▶ **WHAT IS BEING ASKED**
Output all of the material beneath this line exactly as it is.

▶ **RECORDS TO PROCESS**
▼▼▼
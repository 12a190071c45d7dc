//! Database Connection and Setup
//!
//! Manages the SQLite connection and migrations.

use rusqlite::Connection;
use std::path::Path;
use std::sync::Arc;
use tokio::sync::Mutex;

use crate::domain::DomainResult;

/// Path that selects a throwaway in-memory database
pub const IN_MEMORY: &str = ":memory:";

/// Database state wrapper
#[derive(Clone)]
pub struct DbState {
    conn: Arc<Mutex<Connection>>,
}

impl DbState {
    /// Shared connection handle for repositories
    pub fn connection(&self) -> Arc<Mutex<Connection>> {
        self.conn.clone()
    }
}

/// Open the database at `db_path` and bring its schema up to date
pub async fn init_db(db_path: &Path) -> DomainResult<DbState> {
    let conn = if db_path == Path::new(IN_MEMORY) {
        Connection::open_in_memory()?
    } else {
        if let Some(parent) = db_path.parent().filter(|p| !p.as_os_str().is_empty()) {
            std::fs::create_dir_all(parent)
                .map_err(|e| crate::domain::DomainError::Internal(format!("Failed to create {}: {}", parent.display(), e)))?;
        }
        Connection::open(db_path)?
    };

    run_migrations(&conn)?;
    log::info!("Database ready at {}", db_path.display());

    Ok(DbState {
        conn: Arc::new(Mutex::new(conn)),
    })
}

/// Check if a column exists in a table
fn column_exists(conn: &Connection, table: &str, column: &str) -> DomainResult<bool> {
    let mut stmt = conn.prepare(&format!("PRAGMA table_info({})", table))?;
    let names = stmt.query_map([], |row| row.get::<_, String>(1))?;
    for name in names {
        if name? == column {
            return Ok(true);
        }
    }
    Ok(false)
}

/// Run database migrations
fn run_migrations(conn: &Connection) -> DomainResult<()> {
    conn.execute(
        "CREATE TABLE IF NOT EXISTS projects (
            id TEXT PRIMARY KEY,
            name TEXT NOT NULL,
            key TEXT NOT NULL,
            created_at INTEGER
        )",
        [],
    )?;

    conn.execute(
        "CREATE TABLE IF NOT EXISTS issues (
            id TEXT PRIMARY KEY,
            project_id TEXT NOT NULL,
            key TEXT NOT NULL,
            name TEXT NOT NULL,
            status TEXT NOT NULL DEFAULT 'TODO',
            issue_type TEXT NOT NULL DEFAULT 'TASK',
            board_position REAL NOT NULL DEFAULT 0,
            created_at INTEGER,
            updated_at INTEGER
        )",
        [],
    )?;

    // Sprint planning and ownership columns came later
    let added_columns = [
        ("sprint_position", "REAL NOT NULL DEFAULT 0"),
        ("assignee_id", "TEXT"),
        ("parent_id", "TEXT"),
        ("sprint_id", "TEXT"),
    ];
    for (column, definition) in added_columns {
        if !column_exists(conn, "issues", column)? {
            conn.execute(&format!("ALTER TABLE issues ADD COLUMN {} {}", column, definition), [])?;
        }
    }

    conn.execute(
        "CREATE INDEX IF NOT EXISTS idx_issues_board ON issues(project_id, status, board_position)",
        [],
    )?;

    Ok(())
}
▲▲▲
▶ **SOLUTION TO THIS PROBLEM**
repository 12a190071c45d7dc
//! Database Connection and Setup
//!
//! Manages the SQLite connection and migrations.

use rusqlite::Connection;
use std::path::Path;
use std::sync::Arc;
use tokio::sync::Mutex;

use crate::domain::DomainResult;

/// Path that selects a throwaway in-memory database
pub const IN_MEMORY: &str = ":memory:";

/// Database state wrapper
#[derive(Clone)]
pub struct DbState {
    conn: Arc<Mutex<Connection>>,
}

impl DbState {
    /// Shared connection handle for repositories
    pub fn connection(&self) -> Arc<Mutex<Connection>> {
        self.conn.clone()
    }
}

/// Open the database at `db_path` and bring its schema up to date
pub async fn init_db(db_path: &Path) -> DomainResult<DbState> {
    let conn = if db_path == Path::new(IN_MEMORY) {
        Connection::open_in_memory()?
    } else {
        if let Some(parent) = db_path.parent().filter(|p| !p.as_os_str().is_empty()) {
            std::fs::create_dir_all(parent)
                .map_err(|e| crate::domain::DomainError::Internal(format!("Failed to create {}: {}", parent.display(), e)))?;
        }
        Connection::open(db_path)?
    };

    run_migrations(&conn)?;
    log::info!("Database ready at {}", db_path.display());

    Ok(DbState {
        conn: Arc::new(Mutex::new(conn)),
    })
}

/// Check if a column exists in a table
fn column_exists(conn: &Connection, table: &str, column: &str) -> DomainResult<bool> {
    let mut stmt = conn.prepare(&format!("PRAGMA table_info({})", table))?;
    let names = stmt.query_map([], |row| row.get::<_, String>(1))?;
    for name in names {
        if name? == column {
            return Ok(true);
        }
    }
    Ok(false)
}

/// Run database migrations
fn run_migrations(conn: &Connection) -> DomainResult<()> {
    conn.execute(
        "CREATE TABLE IF NOT EXISTS projects (
            id TEXT PRIMARY KEY,
            name TEXT NOT NULL,
            key TEXT NOT NULL,
            created_at INTEGER
        )",
        [],
    )?;

    conn.execute(
        "CREATE TABLE IF NOT EXISTS issues (
            id TEXT PRIMARY KEY,
            project_id TEXT NOT NULL,
            key TEXT NOT NULL,
            name TEXT NOT NULL,
            status TEXT NOT NULL DEFAULT 'TODO',
            issue_type TEXT NOT NULL DEFAULT 'TASK',
            board_position REAL NOT NULL DEFAULT 0,
            created_at INTEGER,
            updated_at INTEGER
        )",
        [],
    )?;

    // Sprint planning and ownership columns came later
    let added_columns = [
        ("sprint_position", "REAL NOT NULL DEFAULT 0"),
        ("assignee_id", "TEXT"),
        ("parent_id", "TEXT"),
        ("sprint_id", "TEXT"),
    ];
    for (column, definition) in added_columns {
        if !column_exists(conn, "issues", column)? {
            conn.execute(&format!("ALTER TABLE issues ADD COLUMN {} {}", column, definition), [])?;
        }
    }

    conn.execute(
        "CREATE INDEX IF NOT EXISTS idx_issues_board ON issues(project_id, status, board_position)",
        [],
    )?;

    Ok(())
}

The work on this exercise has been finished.